Сорваться с места его побудили только запутанность дел и отношений с приятелями, недовольство собой, желание перемены. И еще — растущее преклонение перед братом Николенькой.
Уже с Кавказа Лев Николаевич писал Ергольской: «Говорю без притворной скромности, что Николенька во всех отношениях лучше нас всех». О старшем из братьев Толстых написал в своих воспоминаниях Фет, хорошо его узнавший после того, как, выйдя в отставку, Николай Николаевич поселился в своем имении Никольское-Вяземское в Чернском уезде: «замечательный человек», которого буквально обожали окружающие; от природы очень скромный, он никогда не заговаривал о своем военном прошлом, если эта тема не возникала сама собой, но когда она возникала, говорил о пережитом без всякой патетики, потому что «с одинаковой иронией смотрел и на высший, и на низший слой кавказской жизни». Растущую литературную известность брата, а особенно успехи Льва в салонах, Николай тоже воспринимал иронически, хотя было видно, как он его любит.
Между тем он и сам был немало одарен. Его очерк «Охота на Кавказе», опубликованный в некрасовском «Современнике», был высоко оценен самим Тургеневым, очень сожалевшим, что автор, кажется, совсем лишен тщеславия: значит, не станет писателем, хотя ему не занимать художественного чутья и силы воображения. Николай Толстой писал и после своего журнального дебюта, однако эти сочинения извлекли на свет только после его смерти, а издали уже в советское время.

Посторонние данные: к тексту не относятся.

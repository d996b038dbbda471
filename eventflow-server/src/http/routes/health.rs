//! Health check endpoint
//!
//! Reports the connection lifecycle state and whether a round-trip to the
//! database succeeds. Anything other than a ready, pingable connection is a
//! `503`.

use axum::extract::State;
use axum::http::StatusCode;
use axum::{routing::get, Json, Router};
use chrono::{DateTime, Utc};
use serde::Serialize;

use crate::db::DataStore;
use crate::state::AppState;

/// Health check response
#[derive(Debug, Serialize)]
pub struct HealthResponse {
    pub status: &'static str,
    pub version: &'static str,
    pub uptime_seconds: u64,
    pub started_at: DateTime<Utc>,
    pub database: DatabaseHealth,
}

#[derive(Debug, Serialize)]
pub struct DatabaseHealth {
    pub state: &'static str,
    pub connected: bool,
    #[serde(skip_serializing_if = "Option::is_none")]
    pub error: Option<String>,
}

/// GET /health
async fn health<S: DataStore>(
    State(state): State<AppState<S>>,
) -> (StatusCode, Json<HealthResponse>) {
    let ping = state.db().ping().await;
    let lifecycle = state.db().state();

    let (status, code) = if ping.is_ok() {
        ("ok", StatusCode::OK)
    } else {
        ("unavailable", StatusCode::SERVICE_UNAVAILABLE)
    };

    let body = HealthResponse {
        status,
        version: env!("CARGO_PKG_VERSION"),
        uptime_seconds: state.uptime_seconds(),
        started_at: state.started_at(),
        database: DatabaseHealth {
            state: lifecycle.as_str(),
            connected: ping.is_ok(),
            error: ping.err().map(|e| e.to_string()),
        },
    };

    (code, Json(body))
}

/// Health routes
pub fn router<S: DataStore>() -> Router<AppState<S>> {
    Router::new().route("/health", get(health::<S>))
}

Армейская жизнь огрубила его, развив скверное пристрастие к попойкам и полное небрежение ко всему, что касалось собственного благополучия. Он был храбрый офицер, азартный охотник, но в своем духовном развитии словно остановился, да к тому же пил все больше. Лев Николаевич записал в дневнике 1852 года: Николенька опять был нехорош, «на площади делал бесчинства. Жалко, что он не знает, какое большое для меня огорчение видеть его пьяным; я уверен, что так как это доставляет ему очень мало удовольствия, он удержался бы». Однако не удерживался.
В отставку старший Толстой вышел штабс-капитаном. Познакомившись с ним после прочтения «Охоты на Кавказе», Тургенев писал Полине Виардо, что это «прелестный малый, ленивый, флегматичный, неразговорчивый и в то же время очень добрый, нежный, с тонким вкусом и тонкими чувствами, существо поистине оригинальное». Как ни грустно, после выхода в отставку возобладала не оригинальность, а наоборот, обычная для того круга приверженность загулам и кутежам. Не сбылись мечты Льва Николаевича, писавшего Ергольской, как они с Николенькой будут «перебирать общие воспоминания о давно прошедшем времени» и добродушно выслушивать ее упреки за то, что они совсем одичали.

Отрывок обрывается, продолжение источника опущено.